--- RECORDS PROVIDED Enclosed Below ---
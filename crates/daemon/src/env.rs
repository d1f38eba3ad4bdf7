// SPDX-License-Identifier: BUSL-1.1
// Copyright (c) 2026 Alfred Jean LLC

//! Environment knobs consumed by the core (spec.md §6).

use std::time::Duration;

/// Default WebSocket port (spec.md §6: "default `31850`").
pub const DEFAULT_PORT: u16 = 31850;

/// Whether the process should run with tightened throttler timings for
/// fast test execution (`FMDMD_TEST_MODE=1`).
pub fn test_mode() -> bool {
    std::env::var("FMDMD_TEST_MODE").map(|v| v == "1").unwrap_or(false)
}

/// Throttler tuning: `(max_updates_per_second, debounce)`.
pub fn throttler_tuning() -> (u32, Duration) {
    if test_mode() {
        (50, Duration::from_millis(5))
    } else {
        (10, Duration::from_millis(100))
    }
}

/// WebSocket port override via `FMDMD_PORT`, falling back to the CLI value
/// or [`DEFAULT_PORT`].
pub fn port_override() -> Option<u16> {
    std::env::var("FMDMD_PORT").ok().and_then(|v| v.parse().ok())
}

#[cfg(test)]
#[path = "env_tests.rs"]
mod tests;

// SPDX-License-Identifier: BUSL-1.1
// Copyright (c) 2026 Alfred Jean LLC

//! Dispatch a `modelId` to its backend by prefix: one adapter per backend
//! family, held and reused; every call just re-derives the prefix, since a
//! given `modelId` always belongs to the same backend.

use std::sync::Arc;

use fmdm_core::ModelKind;

use crate::{BackendError, ModelBackend, OllamaBackend, OnnxBackend, PythonBackend};

/// Holds one backend per [`ModelKind`] and resolves a `modelId` to the
/// right one (spec.md §4.F step 2).
pub struct BackendRouter {
    onnx: Arc<dyn ModelBackend>,
    python: Arc<dyn ModelBackend>,
    ollama: Arc<dyn ModelBackend>,
}

impl BackendRouter {
    pub fn new(
        onnx: Arc<dyn ModelBackend>,
        python: Arc<dyn ModelBackend>,
        ollama: Arc<dyn ModelBackend>,
    ) -> Self {
        Self { onnx, python, ollama }
    }

    /// Resolve with the production backend implementations.
    pub fn production() -> Self {
        Self::new(Arc::new(OnnxBackend::new()), Arc::new(PythonBackend::new()), Arc::new(OllamaBackend::new()))
    }

    pub fn resolve(&self, model_id: &str) -> Result<Arc<dyn ModelBackend>, BackendError> {
        match ModelKind::from_model_id(model_id) {
            Some(ModelKind::Cpu) => Ok(Arc::clone(&self.onnx)),
            Some(ModelKind::Gpu) => Ok(Arc::clone(&self.python)),
            Some(ModelKind::Ollama) => Ok(Arc::clone(&self.ollama)),
            None => Err(BackendError::Unavailable(format!("unrecognized model id: {model_id}"))),
        }
    }
}

#[cfg(test)]
#[path = "router_tests.rs"]
mod tests;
--- End of Enclosed RECORDS PROVIDED ---
**EXERCISE DESCRIPTION:** Wherever the word "Some" turns up in the records, copy out the line it is on.

**TASK RESULT:**
            Some(ModelKind::Cpu) => Ok(Arc::clone(&self.onnx)),
            Some(ModelKind::Gpu) => Ok(Arc::clone(&self.python)),
            Some(ModelKind::Ollama) => Ok(Arc::clone(&self.ollama)),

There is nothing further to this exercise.